O balaio de frutas estratégicas
Obama mostrou que existe uma nova estratégia no campo geopolítico: retomar e refazer a liderança americana, fortalecendo o poder através de uma estratégia distinta do governo anterior. Este é o seu claro objetivo. Obama não pertence àquela linha totalitária de Bush, cujas motivações eram: guerra, petróleo e obras públicas para os grandes empreiteiros; uma combinação de fanatismo religioso e de fanfarra patrioteira; e auto-endeusamento de um país messiânico e guerreiro. Obama é um liberal à americana. Defensor do capitalismo, sim; sustenta que o mundo deve ter uma liderança americana também, mas esta liderança tem que vir por méritos e pela tradição do país.
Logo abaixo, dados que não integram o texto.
//! Core data models for outlay
//!
//! This module contains the data structures that represent the tracking
//! domain: recurring expenses, debts, budgets with line items, and the
//! portfolio document that holds them all.

pub mod budget;
pub mod debt;
pub mod expense;
pub mod frequency;
pub mod ids;
pub mod money;
pub mod portfolio;

pub use budget::{Budget, LineItem};
pub use debt::Debt;
pub use expense::Expense;
pub use frequency::Frequency;
pub use ids::{BudgetId, DebtId, ExpenseId, LineItemId};
pub use money::Money;
pub use portfolio::{Portfolio, PORTFOLIO_SCHEMA_VERSION};
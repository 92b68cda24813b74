//
// Copyright 2024 Signal Messenger, LLC
// SPDX-License-Identifier: AGPL-3.0-only
//

//! Media frames and the interface that codec components implement to take
//! part in a media path.

use std::{fmt, time::Duration};

use serde::Serialize;

/// Describes the media carried by a frame.
#[derive(Clone, Copy, Debug, PartialEq, Eq, Hash, Serialize)]
pub struct Format {
    pub encoding: &'static str,
    pub sample_rate: u32,
    /// Bits per sample, for uncompressed audio.
    pub sample_size: Option<u8>,
    pub channels: Option<u8>,
}

/// 16-bit mono PCM at 8kHz.
pub const LINEAR_8K: Format = Format::linear_audio(8000, 16, 1);
pub const OPUS_48K: Format = Format::audio("opus", 48000);

impl Format {
    pub const fn audio(encoding: &'static str, sample_rate: u32) -> Self {
        Self {
            encoding,
            sample_rate,
            sample_size: None,
            channels: None,
        }
    }

    pub const fn linear_audio(sample_rate: u32, sample_size: u8, channels: u8) -> Self {
        Self {
            encoding: "linear",
            sample_rate,
            sample_size: Some(sample_size),
            channels: Some(channels),
        }
    }
}

impl fmt::Display for Format {
    fn fmt(&self, f: &mut fmt::Formatter<'_>) -> fmt::Result {
        write!(f, "{}/{}", self.encoding, self.sample_rate)?;
        if let Some(sample_size) = self.sample_size {
            write!(f, "/{}", sample_size)?;
        }
        if let Some(channels) = self.channels {
            write!(f, "/{}", channels)?;
        }
        Ok(())
    }
}

#[derive(Clone, Debug, PartialEq, Eq)]
pub struct Frame {
    pub payload: Vec<u8>,
    pub timestamp: u64,
    pub duration: Duration,
    pub sequence_number: u64,
    /// End of media.
    pub eom: bool,
    pub format: Format,
}

impl Frame {
    /// A frame with new content that keeps this frame's timing, sequence
    /// number and end-of-media flag.
    pub fn derive(&self, payload: Vec<u8>, format: Format) -> Self {
        Self {
            payload,
            format,
            ..self.metadata_only()
        }
    }

    pub(crate) fn copy_metadata_from(&mut self, other: &Frame) {
        self.timestamp = other.timestamp;
        self.duration = other.duration;
        self.sequence_number = other.sequence_number;
        self.eom = other.eom;
    }

    fn metadata_only(&self) -> Self {
        Self {
            payload: Vec::new(),
            timestamp: self.timestamp,
            duration: self.duration,
            sequence_number: self.sequence_number,
            eom: self.eom,
            format: self.format,
        }
    }
}

/// A stateful transformation of frames from one format to another.
///
/// Implementations must accept frames in [`Codec::supported_input_format`]
/// and return frames in [`Codec::supported_output_format`]. `reset` puts the
/// codec back into its initial state without reallocating it.
pub trait Codec: Send {
    fn supported_input_format(&self) -> Format;
    fn supported_output_format(&self) -> Format;
    fn process(&mut self, frame: Frame) -> Frame;
    fn reset(&mut self);
}
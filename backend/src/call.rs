//
// Copyright 2021 Signal Messenger, LLC
// SPDX-License-Identifier: AGPL-3.0-only
//

use std::{
    fmt,
    sync::{
        atomic::{AtomicBool, Ordering},
        Arc, Weak,
    },
};

use log::*;
use media_common::{CallId, ConcurrentMap, ConnectionId};
use thiserror::Error;

use crate::{call_manager::CallManager, connection::Connection};

#[derive(Error, Debug, Eq, PartialEq)]
pub enum Error {
    #[error("call-{0} has already terminated")]
    Terminated(CallId),
}

/// A group of connections sharing media.
///
/// A call terminates the moment its last connection is removed, and tells its
/// manager about it exactly once. Every method can be called concurrently.
pub struct Call {
    id: CallId,
    connections: ConcurrentMap<ConnectionId, Arc<Connection>>,
    manager: Weak<CallManager>,
    terminated: AtomicBool,
}

impl Call {
    pub(crate) fn new(id: CallId, manager: Weak<CallManager>, registry_shards: usize) -> Self {
        Self {
            id,
            connections: ConcurrentMap::with_shard_count(registry_shards),
            manager,
            terminated: AtomicBool::new(false),
        }
    }

    pub fn id(&self) -> CallId {
        self.id
    }

    /// The number of live connections.
    pub fn size(&self) -> usize {
        self.connections.len()
    }

    pub fn is_terminated(&self) -> bool {
        self.terminated.load(Ordering::SeqCst)
    }

    pub fn get_connection(&self, connection_id: ConnectionId) -> Option<Arc<Connection>> {
        self.connections.get(&connection_id)
    }

    /// Adds or replaces a connection, returning the one it replaced.
    pub fn add_connection(
        &self,
        connection: Arc<Connection>,
    ) -> Result<Option<Arc<Connection>>, Error> {
        if self.is_terminated() {
            return Err(Error::Terminated(self.id));
        }
        let connection_id = connection.id();
        let previous = self.connections.put(connection_id, connection);
        if self.is_terminated() {
            // Lost a race with termination, don't leave the connection behind.
            self.connections.remove(&connection_id);
            return Err(Error::Terminated(self.id));
        }
        trace!("{}: added connection {}", self, connection_id);
        Ok(previous)
    }

    /// Removes a connection without notifying its endpoint, typically because
    /// the endpoint itself is giving it up. Unknown connections are ignored.
    pub fn exclude(&self, connection: &Connection) {
        let removal = self.connections.remove_reporting_empty(&connection.id());
        if removal.value.is_some() {
            trace!("{}: excluded connection {}", self, connection.id());
        }
        if removal.emptied {
            self.terminate();
        }
    }

    /// Removes every connection, telling each owning endpoint about it, and
    /// then terminates the call.
    pub fn delete_connections(&self) {
        debug!("{}: deleting {} connections", self, self.size());
        for connection_id in self.connections.keys() {
            if let Some(connection) = self.connections.remove(&connection_id) {
                connection.notify_endpoint();
            }
        }
        if self.connections.is_empty() {
            self.terminate();
        }
    }

    fn terminate(&self) {
        if self.terminated.swap(true, Ordering::SeqCst) {
            return;
        }
        debug!("{}: terminated", self);
        // An add that raced with the last removal may have slipped in
        // before the flag was set.
        for connection_id in self.connections.keys() {
            if let Some(connection) = self.connections.remove(&connection_id) {
                debug!("{}: dropping late connection {}", self, connection_id);
                connection.notify_endpoint();
            }
        }
        match self.manager.upgrade() {
            Some(manager) => manager.terminate(self),
            None => warn!("{}: terminated after its manager was dropped", self),
        }
    }
}

impl fmt::Display for Call {
    fn fmt(&self, f: &mut fmt::Formatter<'_>) -> fmt::Result {
        write!(f, "call-{}", self.id)
    }
}

impl fmt::Debug for Call {
    fn fmt(&self, f: &mut fmt::Formatter<'_>) -> fmt::Result {
        f.debug_struct("Call")
            .field("id", &self.id)
            .field("size", &self.size())
            .field("terminated", &self.is_terminated())
            .finish()
    }
}
//
// Copyright 2021 Signal Messenger, LLC
// SPDX-License-Identifier: AGPL-3.0-only
//

//! The process-wide set of live calls.

use std::sync::{
    atomic::{AtomicU64, Ordering},
    Arc,
};

use anyhow::Result;
use log::*;
use media_common::{CallId, ConcurrentMap};
use parking_lot::Mutex;
use thiserror::Error;

use crate::{call::Call, config::Config};

pub type CallEndHandler = dyn Fn(CallId, &Call) -> Result<()> + Send + Sync + 'static;

#[derive(Error, Debug, Eq, PartialEq)]
pub enum CallManagerError {
    #[error("all call ids have been used")]
    CallIdsExhausted,
    #[error("call-{0} already exists")]
    CallIdInUse(CallId),
}

pub struct CallManager {
    config: &'static Config,
    // Wider than a call id so that u32::MAX itself can be handed out.
    next_call_id: AtomicU64,
    calls: ConcurrentMap<CallId, Arc<Call>>,
    call_end_handler: Mutex<Option<Arc<CallEndHandler>>>,
}

impl CallManager {
    pub fn new(config: &'static Config) -> Self {
        Self {
            config,
            next_call_id: AtomicU64::new(config.first_call_id.into()),
            calls: ConcurrentMap::with_shard_count(config.registry_shards),
            // To enable, call set_call_ended_handler
            call_end_handler: Mutex::new(None),
        }
    }

    pub fn set_call_ended_handler(&self, new_call_end_handler: Box<CallEndHandler>) {
        *self.call_end_handler.lock() = Some(Arc::from(new_call_end_handler));
    }

    fn allocate_call_id(&self) -> Result<CallId, CallManagerError> {
        self.next_call_id
            .fetch_update(Ordering::SeqCst, Ordering::SeqCst, |next| {
                (next <= u64::from(u32::MAX)).then_some(next + 1)
            })
            .ok()
            .and_then(|call_id| u32::try_from(call_id).ok())
            .map(CallId::from)
            .ok_or(CallManagerError::CallIdsExhausted)
    }

    /// Creates and registers a call with a fresh id.
    pub fn create_call(self: &Arc<Self>) -> Result<Arc<Call>, CallManagerError> {
        let call_id = self.allocate_call_id().inspect_err(|err| error!("{}", err))?;
        let call = Arc::new(Call::new(
            call_id,
            Arc::downgrade(self),
            self.config.registry_shards,
        ));
        if !self.calls.put_if_absent(call_id, call.clone()) {
            error!("{}: id is already registered", call);
            return Err(CallManagerError::CallIdInUse(call_id));
        }
        info!("{}: created", call);
        Ok(call)
    }

    pub fn get_call(&self, call_id: CallId) -> Option<Arc<Call>> {
        self.calls.get(&call_id)
    }

    pub fn call_count(&self) -> usize {
        self.calls.len()
    }

    pub fn call_ids(&self) -> Vec<CallId> {
        self.calls.keys().collect()
    }

    /// Forgets a call. Only the first termination of a call reaches the
    /// call-ended handler, which runs without any lock held so that it may
    /// end other calls itself.
    pub fn terminate(&self, call: &Call) {
        if self.calls.remove(&call.id()).is_none() {
            trace!("{}: already removed", call);
            return;
        }
        info!("{}: ended, {} calls remaining", call, self.call_count());
        let call_end_handler = self.call_end_handler.lock().clone();
        if let Some(call_end_handler) = call_end_handler {
            if let Err(err) = call_end_handler(call.id(), call) {
                warn!("{}: call ended handler failed: {}", call, err);
            }
        }
    }
}

#[cfg(test)]
mod tests {
    use std::sync::atomic::AtomicUsize;

    use media_common::ConnectionId;
    use once_cell::sync::Lazy;
    use rand::{seq::SliceRandom, thread_rng};

    use super::*;
    use crate::{
        config,
        connection::{testing::RecordingEndpoint, Connection},
    };

    static DEFAULT_CONFIG: Lazy<config::Config> = Lazy::new(config::default_test_config);

    static LATE_START_CONFIG: Lazy<config::Config> = Lazy::new(|| {
        let mut config = config::default_test_config();
        config.first_call_id = 1000;
        config
    });

    static LAST_ID_CONFIG: Lazy<config::Config> = Lazy::new(|| {
        let mut config = config::default_test_config();
        config.first_call_id = u32::MAX;
        config
    });

    fn new_call_manager(config: &'static config::Config) -> Arc<CallManager> {
        Arc::new(CallManager::new(config))
    }

    fn counting_handler(manager: &CallManager) -> Arc<AtomicUsize> {
        let ended = Arc::new(AtomicUsize::new(0));
        let ended_for_handler = ended.clone();
        manager.set_call_ended_handler(Box::new(move |_call_id, _call| {
            ended_for_handler.fetch_add(1, Ordering::SeqCst);
            Ok(())
        }));
        ended
    }

    fn add_connections(
        call: &Call,
        endpoint: &Arc<RecordingEndpoint>,
        count: u32,
    ) -> Vec<Arc<Connection>> {
        (0..count)
            .map(|id| {
                let connection = Arc::new(Connection::new(ConnectionId::from(id), endpoint));
                call.add_connection(connection.clone())
                    .expect("call should be live");
                connection
            })
            .collect()
    }

    #[test]
    fn test_create_call() {
        let manager = new_call_manager(&DEFAULT_CONFIG);
        assert_eq!(0, manager.call_count());

        let first = manager.create_call().unwrap();
        let second = manager.create_call().unwrap();
        assert_eq!(CallId::from(1), first.id());
        assert_eq!(CallId::from(2), second.id());
        assert_eq!(2, manager.call_count());

        let found = manager.get_call(first.id()).unwrap();
        assert!(Arc::ptr_eq(&first, &found));
        assert!(manager.get_call(CallId::from(3)).is_none());

        let mut call_ids = manager.call_ids();
        call_ids.sort();
        assert_eq!(vec![CallId::from(1), CallId::from(2)], call_ids);
    }

    #[test]
    fn test_first_call_id() {
        let manager = new_call_manager(&LATE_START_CONFIG);
        assert_eq!("call-1000", manager.create_call().unwrap().to_string());
    }

    #[test]
    fn test_last_exclude_ends_call() {
        let manager = new_call_manager(&DEFAULT_CONFIG);
        let ended = counting_handler(&manager);
        let endpoint = Arc::new(RecordingEndpoint::default());

        let call = manager.create_call().unwrap();
        let other = manager.create_call().unwrap();
        let connections = add_connections(&call, &endpoint, 2);

        call.exclude(&connections[0]);
        assert_eq!(1, call.size());
        assert_eq!(2, manager.call_count());

        call.exclude(&connections[1]);
        assert_eq!(0, call.size());
        assert!(manager.get_call(call.id()).is_none());
        assert!(manager.get_call(other.id()).is_some());
        assert_eq!(1, ended.load(Ordering::SeqCst));

        // Nothing more happens for a call that's already gone.
        call.exclude(&connections[1]);
        call.delete_connections();
        manager.terminate(&call);
        assert_eq!(1, ended.load(Ordering::SeqCst));
        assert_eq!(1, manager.call_count());
    }

    #[test]
    fn test_delete_connections_ends_call() {
        let manager = new_call_manager(&DEFAULT_CONFIG);
        let ended = counting_handler(&manager);
        let endpoint = Arc::new(RecordingEndpoint::default());

        let call = manager.create_call().unwrap();
        add_connections(&call, &endpoint, 5);

        call.delete_connections();
        assert_eq!(5, endpoint.deleted().len());
        assert_eq!(0, manager.call_count());
        assert_eq!(1, ended.load(Ordering::SeqCst));
    }

    #[test]
    fn test_handler_failure_is_tolerated() {
        let manager = new_call_manager(&DEFAULT_CONFIG);
        manager.set_call_ended_handler(Box::new(|call_id, _call| {
            Err(anyhow::anyhow!("no record of {}", call_id))
        }));

        let call = manager.create_call().unwrap();
        call.delete_connections();
        assert!(call.is_terminated());
        assert_eq!(0, manager.call_count());
    }

    #[test]
    fn test_call_ids_exhausted() {
        let manager = new_call_manager(&LAST_ID_CONFIG);
        let last = manager.create_call().unwrap();
        assert_eq!(CallId::from(u32::MAX), last.id());

        // Ids never wrap around to ones handed out before.
        assert_eq!(
            Some(CallManagerError::CallIdsExhausted),
            manager.create_call().err()
        );
        assert_eq!(
            Some(CallManagerError::CallIdsExhausted),
            manager.create_call().err()
        );
        assert_eq!(1, manager.call_count());
        assert!(Arc::ptr_eq(&last, &manager.get_call(last.id()).unwrap()));
    }

    #[test]
    fn test_handler_can_end_other_calls() {
        let manager = new_call_manager(&DEFAULT_CONFIG);
        let endpoint = Arc::new(RecordingEndpoint::default());
        let first = manager.create_call().unwrap();
        let linked = manager.create_call().unwrap();
        add_connections(&first, &endpoint, 1);
        add_connections(&linked, &endpoint, 2);

        let ended = Arc::new(Mutex::new(Vec::new()));
        let ended_for_handler = ended.clone();
        let linked_for_handler = linked.clone();
        let first_id = first.id();
        manager.set_call_ended_handler(Box::new(move |call_id, _call| {
            ended_for_handler.lock().push(call_id);
            if call_id == first_id {
                linked_for_handler.delete_connections();
            }
            Ok(())
        }));

        first.delete_connections();
        assert_eq!(vec![first.id(), linked.id()], *ended.lock());
        assert_eq!(0, manager.call_count());
        assert_eq!(3, endpoint.deleted().len());
        assert!(linked.is_terminated());
    }

    #[tokio::test(flavor = "multi_thread")]
    async fn test_parallel_operations() {
        let manager = new_call_manager(&DEFAULT_CONFIG);
        let ended = counting_handler(&manager);
        let endpoint = Arc::new(RecordingEndpoint::default());

        let count = 50;
        let calls = (0..count)
            .map(|_| {
                let call = manager.create_call().unwrap();
                let connections = add_connections(&call, &endpoint, 8);
                (call, connections)
            })
            .collect::<Vec<_>>();
        assert_eq!(count, manager.call_count());

        let tasks = calls
            .into_iter()
            .flat_map(|(call, mut connections)| {
                connections.shuffle(&mut thread_rng());
                connections.into_iter().map(move |connection| {
                    let call = call.clone();
                    tokio::spawn(async move { call.exclude(&connection) })
                })
            })
            .collect::<Vec<_>>();
        for task in tasks {
            task.await.unwrap();
        }

        assert_eq!(0, manager.call_count());
        assert_eq!(count, ended.load(Ordering::SeqCst));
        assert!(endpoint.deleted().is_empty());
    }
}
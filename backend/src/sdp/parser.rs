//
// Copyright 2024 Signal Messenger, LLC
// SPDX-License-Identifier: AGPL-3.0-only
//

use std::{str::FromStr, str::SplitWhitespace};

use super::{GrammarError, ParseError};

/// Recognizes and parses one kind of session description attribute line.
pub trait AttributeParser {
    type Attribute;

    /// A cheap check of the line's tag and token shape. A true result does
    /// not guarantee that [`Self::parse`] succeeds.
    fn can_parse(&self, line: &str) -> bool;

    /// Fully tokenizes and validates the line.
    fn parse(&self, line: &str) -> Result<Self::Attribute, GrammarError>;

    /// Overwrites every field of `attribute` from `line`.
    ///
    /// The line is validated into a new value before anything is assigned,
    /// so on error `attribute` keeps its previous value.
    fn parse_into(&self, attribute: &mut Self::Attribute, line: &str) -> Result<(), GrammarError> {
        let parsed = self.parse(line)?;
        *attribute = parsed;
        Ok(())
    }
}

/// Returns the payload following `tag`, which must be followed by either
/// `:` or the end of the line. The payload is empty for value-less lines.
pub(crate) fn strip_tag<'a>(line: &'a str, tag: &'static str) -> Result<&'a str, ParseError> {
    let rest = line
        .strip_prefix(tag)
        .ok_or(ParseError::WrongTag { expected: tag })?;
    if rest.is_empty() {
        Ok(rest)
    } else {
        rest.strip_prefix(':')
            .ok_or(ParseError::WrongTag { expected: tag })
    }
}

/// True for a non-empty run of ASCII digits. No signs, no whitespace.
pub(crate) fn is_number(token: &str) -> bool {
    !token.is_empty() && token.bytes().all(|b| b.is_ascii_digit())
}

/// Strictly positional whitespace tokenizer for attribute payloads.
pub struct Tokens<'a> {
    inner: SplitWhitespace<'a>,
}

impl<'a> Tokens<'a> {
    pub fn new(payload: &'a str) -> Self {
        Self {
            inner: payload.split_whitespace(),
        }
    }

    pub fn next_token(&mut self, field: &'static str) -> Result<&'a str, ParseError> {
        self.inner.next().ok_or(ParseError::MissingToken { field })
    }

    pub fn next_number<T: FromStr>(&mut self, field: &'static str) -> Result<T, ParseError> {
        let token = self.next_token(field)?;
        let invalid = || ParseError::InvalidNumber {
            field,
            value: token.to_string(),
        };
        if !is_number(token) {
            return Err(invalid());
        }
        token.parse().map_err(|_| invalid())
    }

    /// Consumes a keyword token. Its absence or any other token is an error.
    pub fn expect_literal(&mut self, literal: &'static str) -> Result<(), ParseError> {
        let token = self.next_token(literal)?;
        if token == literal {
            Ok(())
        } else {
            Err(ParseError::UnexpectedLiteral {
                expected: literal,
                found: token.to_string(),
            })
        }
    }

    /// Fails if any tokens are left over.
    pub fn finish(mut self) -> Result<(), ParseError> {
        let rest = self.inner.by_ref().collect::<Vec<_>>();
        if rest.is_empty() {
            Ok(())
        } else {
            Err(ParseError::TrailingTokens(rest.join(" ")))
        }
    }
}

#[cfg(test)]
mod tests {
    use super::*;

    #[test]
    fn test_strip_tag() {
        assert_eq!(Ok("1 2"), strip_tag("a=candidate:1 2", "a=candidate"));
        assert_eq!(Ok(""), strip_tag("a=ice-lite", "a=ice-lite"));
        assert_eq!(
            Err(ParseError::WrongTag {
                expected: "a=candidate"
            }),
            strip_tag("a=candidates:1", "a=candidate")
        );
        assert_eq!(
            Err(ParseError::WrongTag {
                expected: "a=candidate"
            }),
            strip_tag("a=ice-ufrag:abcd", "a=candidate")
        );
    }

    #[test]
    fn test_tokens() {
        let mut tokens = Tokens::new("12  typ\tx 70000");
        assert_eq!(Ok(12u32), tokens.next_number("first"));
        assert_eq!(Ok(()), tokens.expect_literal("typ"));
        assert_eq!(
            Err(ParseError::InvalidNumber {
                field: "second",
                value: "x".to_string()
            }),
            tokens.next_number::<u32>("second")
        );
        assert_eq!(
            Err(ParseError::InvalidNumber {
                field: "port",
                value: "70000".to_string()
            }),
            tokens.next_number::<u16>("port")
        );
        assert_eq!(
            Err(ParseError::MissingToken { field: "generation" }),
            tokens.expect_literal("generation")
        );
        assert_eq!(Ok(()), tokens.finish());
    }

    #[test]
    fn test_numbers_are_plain_digits() {
        assert!(is_number("0"));
        assert!(is_number("2113937151"));
        assert!(!is_number(""));
        assert!(!is_number("+5"));
        assert!(!is_number("-5"));
        assert!(!is_number("5x"));

        let mut tokens = Tokens::new("+12 007");
        assert_eq!(
            Err(ParseError::InvalidNumber {
                field: "first",
                value: "+12".to_string()
            }),
            tokens.next_number::<u32>("first")
        );
        assert_eq!(Ok(7u32), tokens.next_number("second"));
    }

    #[test]
    fn test_tokens_trailing() {
        let mut tokens = Tokens::new("raddr 1 2");
        assert_eq!(
            Err(ParseError::UnexpectedLiteral {
                expected: "rport",
                found: "raddr".to_string()
            }),
            tokens.expect_literal("rport")
        );
        assert_eq!(
            Err(ParseError::TrailingTokens("1 2".to_string())),
            tokens.finish()
        );
    }
}
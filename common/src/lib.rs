//
// Copyright 2021 Signal Messenger, LLC
// SPDX-License-Identifier: AGPL-3.0-only
//

//! Common functionality shared by the media server crates.

mod call_ids;
mod collections;

use std::io::Write;

pub use call_ids::*;
pub use collections::*;

// Allows using `?` syntax in a scope and collecting failures in a `Result`.
pub fn try_scoped<T>(call: impl FnOnce() -> anyhow::Result<T>) -> anyhow::Result<T> {
    call()
}

/// Log line format shared by every binary in the workspace, for use with
/// [`env_logger::Builder::format`].
pub fn format_log_line(
    buf: &mut env_logger::fmt::Formatter,
    record: &log::Record,
) -> std::io::Result<()> {
    writeln!(
        buf,
        "{} {:<5} {}:{} {}",
        buf.timestamp_millis(),
        record.level(),
        record.target(),
        record.line().unwrap_or(0),
        record.args()
    )
}
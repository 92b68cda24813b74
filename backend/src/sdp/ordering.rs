//
// Copyright 2024 Signal Messenger, LLC
// SPDX-License-Identifier: AGPL-3.0-only
//

//! Ordering of candidates by priority.
//!
//! A missing candidate weighs 0, so it sorts before every present one
//! (priorities are at least 1).

use std::{cmp::Ordering, collections::BTreeMap};

use itertools::Itertools;

use super::CandidateAttribute;

pub fn priority_weight(candidate: Option<&CandidateAttribute>) -> u32 {
    candidate.map_or(0, CandidateAttribute::priority)
}

/// Compares by priority weight alone. Candidates with equal priority compare
/// as equal even if every other field differs.
pub fn compare_by_priority(
    a: Option<&CandidateAttribute>,
    b: Option<&CandidateAttribute>,
) -> Ordering {
    priority_weight(a).cmp(&priority_weight(b))
}

/// Sorts ascending by priority. The sort is stable, so equal priorities
/// keep their relative order.
pub fn sort_by_priority(candidates: &mut [CandidateAttribute]) {
    candidates.sort_by_key(CandidateAttribute::priority);
}

/// Returns the candidates from most to least preferred.
pub fn ranked(candidates: &[CandidateAttribute]) -> Vec<&CandidateAttribute> {
    candidates
        .iter()
        .sorted_by(|a, b| compare_by_priority(Some(b), Some(a)))
        .collect()
}

/// The highest priority candidate of each component. On ties the one that
/// appears first wins.
pub fn best_per_component(candidates: &[CandidateAttribute]) -> BTreeMap<u16, &CandidateAttribute> {
    let mut best: BTreeMap<u16, &CandidateAttribute> = BTreeMap::new();
    for candidate in candidates {
        best.entry(candidate.component_id())
            .and_modify(|current| {
                if candidate.priority() > current.priority() {
                    *current = candidate;
                }
            })
            .or_insert(candidate);
    }
    best
}
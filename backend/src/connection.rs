//
// Copyright 2021 Signal Messenger, LLC
// SPDX-License-Identifier: AGPL-3.0-only
//

use std::{
    fmt,
    sync::{Arc, Weak},
};

use log::*;
use media_common::ConnectionId;

/// The owner of connections, notified when one of them is deleted on its
/// behalf by a [`crate::call::Call`].
pub trait Endpoint: Send + Sync {
    fn name(&self) -> &str;

    fn delete_connection(&self, connection_id: ConnectionId);
}

/// A media connection that belongs to one call. The connection does not keep
/// its endpoint alive.
pub struct Connection {
    id: ConnectionId,
    endpoint: Weak<dyn Endpoint>,
}

impl Connection {
    pub fn new<E: Endpoint + 'static>(id: ConnectionId, endpoint: &Arc<E>) -> Self {
        let endpoint: Weak<E> = Arc::downgrade(endpoint);
        Self { id, endpoint }
    }

    pub fn id(&self) -> ConnectionId {
        self.id
    }

    /// Tells the owning endpoint that this connection was deleted. Returns
    /// false if the endpoint no longer exists.
    pub fn notify_endpoint(&self) -> bool {
        match self.endpoint.upgrade() {
            Some(endpoint) => {
                debug!("deleting connection {} from {}", self.id, endpoint.name());
                endpoint.delete_connection(self.id);
                true
            }
            None => {
                warn!("connection {} outlived its endpoint", self.id);
                false
            }
        }
    }
}

impl fmt::Debug for Connection {
    fn fmt(&self, f: &mut fmt::Formatter<'_>) -> fmt::Result {
        f.debug_struct("Connection")
            .field("id", &self.id)
            .field("endpoint_alive", &(self.endpoint.strong_count() > 0))
            .finish()
    }
}
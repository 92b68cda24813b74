//
// Copyright 2024 Signal Messenger, LLC
// SPDX-License-Identifier: AGPL-3.0-only
//

//! Summarizes the ICE attributes of a session description.

use std::{collections::BTreeMap, fmt};

use log::*;
use serde::Serialize;

use crate::sdp::{self, ordering, CandidateAttribute};

#[derive(Debug, Serialize)]
pub struct SdpReport {
    pub ufrag: Option<String>,
    pub ice_lite: bool,
    pub candidate_count: usize,
    /// The most preferred candidate of each component.
    pub best_candidates: BTreeMap<u16, CandidateAttribute>,
    pub malformed_lines: Vec<String>,
}

pub fn inspect(sdp_text: &str) -> SdpReport {
    let attributes = sdp::parse_session_ice_attributes(sdp_text);
    for err in &attributes.errors {
        warn!("{}", err);
    }
    let best_candidates = ordering::best_per_component(&attributes.candidates)
        .into_iter()
        .map(|(component_id, candidate)| (component_id, candidate.clone()))
        .collect();
    SdpReport {
        ufrag: attributes.ufrag.map(|ufrag| ufrag.ufrag().to_string()),
        ice_lite: attributes.lite,
        candidate_count: attributes.candidates.len(),
        best_candidates,
        malformed_lines: attributes.errors.into_iter().map(|err| err.line).collect(),
    }
}

impl fmt::Display for SdpReport {
    fn fmt(&self, f: &mut fmt::Formatter<'_>) -> fmt::Result {
        writeln!(f, "ufrag:      {}", self.ufrag.as_deref().unwrap_or("-"))?;
        writeln!(f, "ice-lite:   {}", self.ice_lite)?;
        writeln!(f, "candidates: {}", self.candidate_count)?;
        for (component_id, candidate) in &self.best_candidates {
            writeln!(f, "best for component {}: {}", component_id, candidate)?;
        }
        for line in &self.malformed_lines {
            writeln!(f, "malformed: {}", line)?;
        }
        Ok(())
    }
}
E foi neste campo geopolítico – uma estratégia de desarmamento nuclear e de paz – que Obama tomou medidas, cujos produtos foram para o seu cesto de frutas. Verifica-se, então: (1) uma busca de segurança, de controle e diminuição do arsenal nuclear, bem como igualmente de controle dos materiais nucleares que podem chegar às mãos de terroristas; (2) uma mudança da guerra contra o terrorismo, deslocando o foco do Iraque para o Afeganistão. Vantagens: torna a luta mais nítida; e no Afeganistão entram em foco os talibans, o lugar e os treinamentos do Al-Qaeda e a terra onde viveria Osama Bin-Laden; (3) uma orientação política de combate que fixa uma realidade para o enfrentamento com os adversários. E faz deste enfrentamento, não somente uma luta militar, mas também simbólica; o que permite a adesão da Europa e dos aliados dos americanos. Anula, com isso, o disfarce da guerra do governo Bush, cujo verdadeiro objetivo era uma ação predatória sobre o petróleo (medida cujo peso pode ser observado pela tentativa de Obama de centrar as pesquisas tecnológicas em outro tipo de energia); (4) um chamamento da Europa, via OTAN, para esta guerra no Afeganistão, agora, com um gosto mais palatável. (5) uma promessa de liderar a luta contra os problemas climáticos já na reunião de Copenhague; (6) uma declaração de paz diante dos muçulmanos: os Estados Unidos não estão e nem estarão em guerra contra do Islã. Ao mesmo tempo, que Obama se permite aglutinar nessa estratégia geral de paz a relação Israel e Palestina; (7) e, finalmente, uma colheita implícita: a guerra do Afeganistão é também para os Estados Unidos uma forma de manter o emprego, pois a desmobilização poderia levar a um desemprego perigoso de militares altamente treinados.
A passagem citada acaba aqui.